• Exercise prompt: Your answer needs to include each line of the records in which the string "expired" can be found.

• Data provided:
%%

use std::sync::{PoisonError, RwLock, RwLockReadGuard, RwLockWriteGuard};
use std::time::{Duration, Instant};

use tracing::debug;

use crate::version::semver::VersionKey;

struct CacheEntry {
    versions: Vec<String>,
    stored_at: Instant,
}

/// In-memory cache for one sorted version list (available or installed)
///
/// Populated lazily by the manager. Without a TTL an entry lives until
/// `invalidate` is called; with a TTL it is treated as absent once older
/// than the TTL.
pub struct ListCache {
    name: &'static str,
    entry: RwLock<Option<CacheEntry>>,
    ttl: Option<Duration>,
}

impl ListCache {
    pub fn new(name: &'static str, ttl: Option<Duration>) -> Self {
        Self {
            name,
            entry: RwLock::new(None),
            ttl,
        }
    }

    fn read(&self) -> RwLockReadGuard<'_, Option<CacheEntry>> {
        self.entry.read().unwrap_or_else(PoisonError::into_inner)
    }

    fn write(&self) -> RwLockWriteGuard<'_, Option<CacheEntry>> {
        self.entry.write().unwrap_or_else(PoisonError::into_inner)
    }

    fn is_fresh(&self, entry: &CacheEntry) -> bool {
        self.ttl
            .is_none_or(|ttl| entry.stored_at.elapsed() < ttl)
    }

    /// Cached versions, or None when empty or expired
    pub fn get(&self) -> Option<Vec<String>> {
        let guard = self.read();
        let entry = guard.as_ref()?;
        if self.is_fresh(entry) {
            debug!("{} cache hit ({} versions)", self.name, entry.versions.len());
            Some(entry.versions.clone())
        } else {
            debug!("{} cache expired", self.name);
            None
        }
    }

    pub fn store(&self, versions: Vec<String>) {
        *self.write() = Some(CacheEntry {
            versions,
            stored_at: Instant::now(),
        });
    }

    pub fn invalidate(&self) {
        debug!("Invalidating {} cache", self.name);
        *self.write() = None;
    }

    /// Add `version` to a populated cache, keeping it sorted by `key`
    ///
    /// An empty cache stays empty: the next read lists from the source.
    pub fn insert_sorted<F>(&self, version: &str, key: F)
    where
        F: Fn(&str) -> VersionKey,
    {
        let mut guard = self.write();
        let Some(entry) = guard.as_mut() else {
            return;
        };
        if entry.versions.iter().any(|v| v == version) {
            return;
        }
        let new_key = key(version);
        let pos = entry
            .versions
            .iter()
            .position(|v| key(v) > new_key)
            .unwrap_or(entry.versions.len());
        entry.versions.insert(pos, version.to_string());
    }

    pub fn remove(&self, version: &str) {
        if let Some(entry) = self.write().as_mut() {
            entry.versions.retain(|v| v != version);
        }
    }
}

%%

• Solution:
    /// Cached versions, or None when empty or expired
            debug!("{} cache expired", self.name);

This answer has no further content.